El domingo pasado, cuando Javier Corral presentó su zafio acuerdo en relación al Covid-19, aparte de apoyarse en decadentes figuras del priísmo, metió de contrabando al nuevo secretario de salud, Eduardo Fernández Herrera (ahora apodado por la prensa como “El Higadito”) en un doble intento de que nos acostumbremos a que sus decisiones son irrevocables y exhibirlos como legítimos ante la comunidad. 

Me gusta mucho una frase que afirma que hombres y mujeres de honor sólo tienen una mejilla para exponerla, ni más ni menos. Con esto quiero decir que la empresa iniciada para la destitución del no médico Fernández Herrera (si es economista o experto en otras artes reales jamás se ha demostrado) debe llegar a buen puerto: debe irse. Debe ser destituido o encontrar alguna fórmula de motivos estrictamente personales para su renuncia. 

Corral obviamente no hará esto de buena o mala manera, en su diccionario sólo está la frase “no me equivoco”, cosa de su síndrome de Peter Pan o de la hada que lo acompaña. La meta se tiene que lograr con, sin, contra y a pesar de él. 
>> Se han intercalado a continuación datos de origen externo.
use rust_decimal::Decimal;
use serde::{Deserialize, Serialize};
use validator::Validate;

/// What kind of catalog entry a product is.
#[derive(Debug, Clone, PartialEq, Eq, Serialize, Deserialize)]
#[serde(rename_all = "lowercase")]
pub enum ProductKind {
    /// A simple product with a stored price and prescription flag.
    Regular,
    /// A composite product whose price and prescription flag are derived
    /// from the listed component product IDs.
    Bundle { components: Vec<String> },
}

/// A product in the catalog.
///
/// For bundles, `unit_price` and `requires_prescription` hold the last
/// derived values; they go stale when a component changes and are brought
/// current by the catalog service's cascade.
#[derive(Debug, Clone, Serialize, Deserialize)]
pub struct Product {
    id: String,
    name: String,
    unit_price: Decimal,
    requires_prescription: bool,
    kind: ProductKind,
}

impl Product {
    /// Create a regular product.
    pub fn regular(
        id: impl Into<String>,
        name: impl Into<String>,
        unit_price: Decimal,
        requires_prescription: bool,
    ) -> Self {
        Self {
            id: id.into(),
            name: name.into(),
            unit_price,
            requires_prescription,
            kind: ProductKind::Regular,
        }
    }

    /// Create a bundle. The derived fields start at zero/false and are
    /// filled in by the first derivation pass.
    pub fn bundle(
        id: impl Into<String>,
        name: impl Into<String>,
        components: Vec<String>,
    ) -> Self {
        Self {
            id: id.into(),
            name: name.into(),
            unit_price: Decimal::ZERO,
            requires_prescription: false,
            kind: ProductKind::Bundle { components },
        }
    }

    pub fn id(&self) -> &str {
        &self.id
    }

    pub fn name(&self) -> &str {
        &self.name
    }

    pub fn unit_price(&self) -> Decimal {
        self.unit_price
    }

    pub fn requires_prescription(&self) -> bool {
        self.requires_prescription
    }

    pub fn kind(&self) -> &ProductKind {
        &self.kind
    }

    pub fn is_bundle(&self) -> bool {
        matches!(self.kind, ProductKind::Bundle { .. })
    }

    /// Component product IDs, or `None` for regular products.
    pub fn components(&self) -> Option<&[String]> {
        match &self.kind {
            ProductKind::Regular => None,
            ProductKind::Bundle { components } => Some(components),
        }
    }

    /// Overwrite the stored price. Callers must run the bundle cascade
    /// afterwards; the catalog service is the only mutation path.
    pub(crate) fn set_price(&mut self, price: Decimal) {
        self.unit_price = price;
    }

    /// Overwrite the stored prescription flag. Same cascade obligation as
    /// [`Product::set_price`].
    pub(crate) fn set_prescription(&mut self, flag: bool) {
        self.requires_prescription = flag;
    }

    /// Install freshly derived bundle values.
    pub(crate) fn apply_derived(&mut self, unit_price: Decimal, requires_prescription: bool) {
        self.unit_price = unit_price;
        self.requires_prescription = requires_prescription;
    }
}

/// Request DTO for adding or updating a product by name.
///
/// An entry whose name resolves to an existing product updates it;
/// otherwise a new product is created with a fresh ID.
#[derive(Debug, Clone, Deserialize, Validate)]
pub struct ProductUpsert {
    #[validate(length(min = 1, message = "Product name must not be empty"))]
    pub name: String,
    pub price: Decimal,
    pub requires_prescription: bool,
}
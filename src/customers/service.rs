use rust_decimal::Decimal;

use crate::customers::error::CustomerError;
use crate::customers::models::TierRates;
use crate::customers::repository::CustomerDirectory;
use crate::validation;

/// Service for customer administration: tier-wide reward rates and
/// per-customer VIP discount rates.
///
/// Owns the directory and the shared [`TierRates`] value. All rate
/// mutations validate before touching state.
#[derive(Debug, Clone, Default)]
pub struct CustomerService {
    directory: CustomerDirectory,
    rates: TierRates,
}

impl CustomerService {
    /// Create a new CustomerService
    pub fn new(directory: CustomerDirectory, rates: TierRates) -> Self {
        Self { directory, rates }
    }

    pub fn directory(&self) -> &CustomerDirectory {
        &self.directory
    }

    pub fn rates(&self) -> &TierRates {
        &self.rates
    }

    /// Split borrow for the checkout path, which mutates the directory
    /// while reading the rates.
    pub(crate) fn parts_mut(&mut self) -> (&mut CustomerDirectory, &TierRates) {
        (&mut self.directory, &self.rates)
    }

    /// Set the reward rate shared by all Basic customers.
    ///
    /// The rate must be strictly positive; no upper bound is enforced.
    pub fn set_basic_reward_rate(&mut self, rate: Decimal) -> Result<(), CustomerError> {
        validation::validate_positive_rate(&rate)
            .map_err(|_| CustomerError::InvalidRate(format!("reward rate must be positive, got {}", rate)))?;

        self.rates.basic_reward_rate = rate;
        tracing::info!("Basic reward rate set to {}", rate);
        Ok(())
    }

    /// Set the reward rate shared by all VIP customers.
    pub fn set_vip_reward_rate(&mut self, rate: Decimal) -> Result<(), CustomerError> {
        validation::validate_positive_rate(&rate)
            .map_err(|_| CustomerError::InvalidRate(format!("reward rate must be positive, got {}", rate)))?;

        self.rates.vip_reward_rate = rate;
        tracing::info!("VIP reward rate set to {}", rate);
        Ok(())
    }

    /// Set the discount rate of a single VIP customer, looked up by ID or
    /// name.
    ///
    /// # Validation
    /// - The rate must be strictly positive (no upper bound, preserving
    ///   the permissive original behavior)
    /// - The customer must exist and be VIP
    pub fn set_vip_discount_rate(&mut self, token: &str, rate: Decimal) -> Result<(), CustomerError> {
        validation::validate_positive_rate(&rate)
            .map_err(|_| CustomerError::InvalidRate(format!("discount rate must be positive, got {}", rate)))?;

        let customer = self
            .directory
            .find_mut(token)
            .ok_or_else(|| CustomerError::NotFound(token.to_string()))?;

        customer.set_discount_rate(rate)?;
        tracing::info!("Discount rate for {} set to {}", customer.id(), rate);
        Ok(())
    }
}

#[cfg(test)]
mod tests {
    use super::*;
    use crate::customers::models::Customer;
    use rust_decimal_macros::dec;

    fn service_with_customers() -> CustomerService {
        let mut directory = CustomerDirectory::new();
        directory.insert(Customer::basic("B1", "Alice", 0)).unwrap();
        directory
            .insert(Customer::vip("V2", "Bob", 0, dec!(0.08)))
            .unwrap();
        CustomerService::new(directory, TierRates::default())
    }

    #[test]
    fn test_set_basic_reward_rate() {
        let mut service = service_with_customers();
        service.set_basic_reward_rate(dec!(1.5)).unwrap();
        assert_eq!(service.rates().basic_reward_rate, dec!(1.5));
    }

    #[test]
    fn test_set_basic_reward_rate_rejects_non_positive() {
        let mut service = service_with_customers();

        assert!(matches!(
            service.set_basic_reward_rate(dec!(0)),
            Err(CustomerError::InvalidRate(_))
        ));
        assert!(matches!(
            service.set_basic_reward_rate(dec!(-0.5)),
            Err(CustomerError::InvalidRate(_))
        ));
        assert_eq!(service.rates().basic_reward_rate, Decimal::ONE);
    }

    #[test]
    fn test_set_vip_discount_rate() {
        let mut service = service_with_customers();
        service.set_vip_discount_rate("Bob", dec!(0.2)).unwrap();

        let customer = service.directory().find("V2").unwrap();
        assert_eq!(customer.discount_rate(), Some(dec!(0.2)));
    }

    #[test]
    fn test_set_vip_discount_rate_allows_rates_above_one() {
        // The original never capped discount rates; preserved deliberately.
        let mut service = service_with_customers();
        service.set_vip_discount_rate("V2", dec!(1.5)).unwrap();

        let customer = service.directory().find("V2").unwrap();
        assert_eq!(customer.discount_rate(), Some(dec!(1.5)));
    }

    #[test]
    fn test_set_vip_discount_rate_rejects_basic_customer() {
        let mut service = service_with_customers();
        let result = service.set_vip_discount_rate("Alice", dec!(0.2));
        assert!(matches!(result, Err(CustomerError::NotVip(_))));
    }

    #[test]
    fn test_set_vip_discount_rate_unknown_customer() {
        let mut service = service_with_customers();
        let result = service.set_vip_discount_rate("Zoe", dec!(0.2));
        assert!(matches!(result, Err(CustomerError::NotFound(_))));
    }
}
Se pensará que hay una intransigencia de este columnista, pero es lo que menos importa. Hay un compromiso público de que debía ser un médico el ocupante del cargo, y si no se cumple, devendrá en burla para todo el sector salud y la población. 

Pero más allá de esto, es claro que si no se logra el objetivo, se sembrará el desaliento y los déspotas instalados en el poder seguirán pensando que son señores de horca y cuchillo y que sólo llegaron para mandar a los siervos, desdeñando toda idea de ciudadanía.